From 1987 until 2003, John was senior vice president, special projects, at Structure Tone. There I was involved with the planning and construction of many large projects in New York City, including the J.P. Morgan headquarters (60 Wall Street), Ogilvy and Mather Worldwide Plaza, Carpenter Union Headquarters and Technical School, The Sheraton Center Hotel, Sony corporate headquarters (550 Madison Avenue), the MetLife complexes (1 Madison and 11 Madison Avenue), the Columbia University business and law school buildings, and the Bloomberg LLP corporate headquarters (731 Lexington Avenue).

From 2003 through 2010, he was an Associate Professor of Construction Management, at the NYU Graduate Construction Management Program and taught a variety of courses: Operating and Managing a Construction Organization, Project Management, On-Site Project Management, and the thesis course, Project Completion Strategies, for which students produced a full master plan for a project from inception through completion for both the construction, administration and management of a major construction project, utilizing and applying all the skills learned in their prior courses.
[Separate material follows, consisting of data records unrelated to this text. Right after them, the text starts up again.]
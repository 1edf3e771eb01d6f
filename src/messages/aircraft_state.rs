use serde::{Deserialize, Serialize};

/// Snapshot of the aircraft navigation solution as published by the
/// avionics bridge.
#[derive(Clone, Copy, Debug, Default, PartialEq, Serialize, Deserialize)]
pub struct AircraftState {
    /// GPS time of validity, seconds.
    pub gps_time: f64,
    /// Decimal degrees.
    pub lat: f64,
    /// Decimal degrees.
    pub lon: f64,
    /// Feet above ground level.
    pub alt_agl: f32,
    /// Feet MSL.
    pub alt_msl: f32,
    /// Degrees, not normalized.
    pub hdg_deg: f32,
    /// Knots, ground speed.
    pub vel_kts: f32,
}
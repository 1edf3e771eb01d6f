mod aircraft_state;
mod boss_update;
mod fcc_command;
mod gcs_update;
mod hover_criteria;
mod landing_point;
mod start_supervisor;

pub use aircraft_state::AircraftState;
pub use boss_update::BossUpdate;
pub use fcc_command::{ControlMode, FccCommand, MavCommand, OrbitYawBehaviour};
pub use gcs_update::{GcsUpdate, MavSeverity};
pub use hover_criteria::HoverCriteria;
pub use landing_point::LandingPoint;
pub use start_supervisor::StartSupervisor;
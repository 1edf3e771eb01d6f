use super::distance_wgs84;

#[test]
fn one_ten_thousandth_degree_of_latitude_is_about_eleven_meters() {
    let (horizontal, vertical) = distance_wgs84(45.0, -75.0, 100.0, 45.0001, -75.0, 100.0);
    assert!((horizontal - 11.1).abs() < 0.1, "got {horizontal}");
    assert!(vertical.abs() < f32::EPSILON);
}

#[test]
fn distance_is_symmetric() {
    let a = (45.123, -75.456, 120.0_f32);
    let b = (45.124, -75.455, 150.0_f32);
    let (h_ab, v_ab) = distance_wgs84(a.0, a.1, a.2, b.0, b.1, b.2);
    let (h_ba, v_ba) = distance_wgs84(b.0, b.1, b.2, a.0, a.1, a.2);
    assert!((h_ab - h_ba).abs() < 1e-6);
    assert!((v_ab + v_ba).abs() < 1e-6);
}

#[test]
fn vertical_separation_is_signed() {
    let (_, vertical) = distance_wgs84(45.0, -75.0, 100.0, 45.0, -75.0, 130.0);
    assert!((vertical - 30.0).abs() < f32::EPSILON);
}

#[test]
fn longitude_distance_shrinks_with_latitude() {
    let (at_equator, _) = distance_wgs84(0.0, 10.0, 0.0, 0.0, 10.001, 0.0);
    let (at_sixty, _) = distance_wgs84(60.0, 10.0, 0.0, 60.0, 10.001, 0.0);
    assert!(at_sixty < at_equator * 0.6);
}
//! Asynchronous UDP collaborators of the real-time host. Input drivers
//! parse the same text payload encoding as the input scripts and forward
//! events into the simulation loop; the sender fans finished packets out to
//! the FCC, BOSS, the GCS and the mission monitor.

use async_trait::async_trait;
use strum_macros::Display;
use tokio::net::UdpSocket;
use tokio::sync::mpsc;
use tokio_util::sync::CancellationToken;

use crate::config::NetworkConfig;
use crate::constants::{
    SIG_ID_MISSION_COMPLETE, SIG_ID_MISSION_ITEM_REACHED, SIG_ID_SET_MISSION_MONITOR_STATUS,
};
use crate::devs::event::Event;
use crate::io::packets;
use crate::io::script::parse_payload;
use crate::{error, event, log, warn};

#[derive(Debug, Display, PartialEq, Eq)]
pub enum UdpError {
    BindFailed,
}

/// A collaborator task feeding external events into the simulation.
#[async_trait]
pub trait AsyncInputDriver: Send {
    fn name(&self) -> &'static str;

    /// Runs until cancelled, forwarding parsed events through `tx`.
    async fn run(self: Box<Self>, tx: mpsc::Sender<Event>, cancel: CancellationToken);
}

/// Listens on one UDP port for text-encoded payloads of a fixed port kind.
/// With `ack_required` every datagram is answered with a single ACK byte,
/// the reliability handshake expected by the perception sender.
pub struct UdpInput {
    socket: UdpSocket,
    port_kind: &'static str,
    ack_required: bool,
}

impl UdpInput {
    pub async fn bind(port: u16, port_kind: &'static str, ack_required: bool) -> Result<Self, UdpError> {
        let socket = UdpSocket::bind(("0.0.0.0", port))
            .await
            .map_err(|_| UdpError::BindFailed)?;
        log!("Listening for {port_kind} on udp/{port}");
        Ok(Self {
            socket,
            port_kind,
            ack_required,
        })
    }
}

#[async_trait]
impl AsyncInputDriver for UdpInput {
    fn name(&self) -> &'static str {
        self.port_kind
    }

    async fn run(self: Box<Self>, tx: mpsc::Sender<Event>, cancel: CancellationToken) {
        let mut buffer = [0_u8; 1024];
        loop {
            tokio::select! {
                () = cancel.cancelled() => break,
                received = self.socket.recv_from(&mut buffer) => {
                    let (length, peer) = match received {
                        Ok(ok) => ok,
                        Err(err) => {
                            error!("{} receive error: {err}", self.port_kind);
                            continue;
                        }
                    };
                    if self.ack_required {
                        if let Err(err) = self.socket.send_to(b"ACK", peer).await {
                            warn!("{} ack to {peer} failed: {err}", self.port_kind);
                        }
                    }
                    let text = String::from_utf8_lossy(&buffer[..length]);
                    match parse_payload(self.port_kind, text.trim()) {
                        Ok(ev) => {
                            event!("{} <- {peer}: {ev:?}", self.port_kind);
                            if tx.send(ev).await.is_err() {
                                break;
                            }
                        }
                        Err(err) => warn!("{} dropped malformed datagram: {err}", self.port_kind),
                    }
                }
            }
        }
    }
}

/// Outbound fan-out toward the deployed consumers. Send failures are
/// logged and the packet is dropped; the core observes no error channel.
pub struct UdpSender {
    socket: UdpSocket,
    network: NetworkConfig,
    gcs_sequence: u8,
}

impl UdpSender {
    pub async fn bind(network: NetworkConfig) -> Result<Self, UdpError> {
        let socket = UdpSocket::bind(("0.0.0.0", 0))
            .await
            .map_err(|_| UdpError::BindFailed)?;
        Ok(Self {
            socket,
            network,
            gcs_sequence: 0,
        })
    }

    pub async fn publish(&mut self, ev: &Event) {
        let outbound = match ev {
            Event::FccCommandOrbit(command)
            | Event::FccCommandVelocity(command)
            | Event::FccCommandHover(command)
            | Event::FccCommandLand(command)
            | Event::FccWaypointUpdate(command) => {
                Some((packets::fcc_packet(command), &self.network.fcc_addr))
            }
            Event::UpdateBoss(update) => {
                Some((packets::boss_packet(update), &self.network.boss_addr))
            }
            Event::UpdateGcs(update) => {
                let packet = packets::gcs_packet(update, self.gcs_sequence);
                self.gcs_sequence = self.gcs_sequence.wrapping_add(1);
                Some((packet, &self.network.gcs_addr))
            }
            Event::SetMissionMonitorStatus(status) => Some((
                packets::signal_packet(SIG_ID_SET_MISSION_MONITOR_STATUS, *status),
                &self.network.mission_monitor_addr,
            )),
            Event::MissionComplete => Some((
                packets::signal_packet(SIG_ID_MISSION_COMPLETE, 1),
                &self.network.mission_monitor_addr,
            )),
            Event::UpdateMissionItem => Some((
                packets::signal_packet(SIG_ID_MISSION_ITEM_REACHED, 1),
                &self.network.mission_monitor_addr,
            )),
            Event::LpNew(lp) | Event::LpExpired(lp) => Some((
                packets::landing_point_packet(lp),
                &self.network.mission_monitor_addr,
            )),
            _ => None,
        };
        if let Some((packet, addr)) = outbound {
            if let Err(err) = self.socket.send_to(&packet, addr.as_str()).await {
                error!("Send to {addr} failed: {err}");
            }
        }
    }

}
He was instrumental in the planning and development of the Graduate Program at NYU, teaching the first graduating class and expanding the program to over 125 graduate students in 7 years.

He coauthored, with NYU Schack Institute clinical associate professor Richard Lambeck, a book, Urban Construction Project Management (McGraw Hill 2008).

John holds a Bachelor’s degree in Civil Engineering from City College, CUNY and a Master’s of Business Administration from Pace University. He is a licensed professional engineer in New York State, and member of the National Society of Professional Engineers, the American Arbitration Association, American Society of Civil Engineers and The City College Engineering School Board of Directors.

John came from a poor family. His father was a disabled veteran and his mother had a chronic heart condition and they were unable to work. John worked his way through Brooklyn Tech and college, holding down three part-time jobs to sustain himself. He counts himself fortunate to have received a free education from both BTHS and CCNY, and was awarded two scholarships during his studies. He worked hard to live the American Dream, and is eternally grateful for the wonderful free education he received. He has set up two scholarships for Brooklyn Tech students pursuing Civil Engineering at City College, to pay forward to today’s Technites the opportunities he received and inspire the next generation.

He still maintains friendships with his BTHS classmates, who have been his lifelong friends.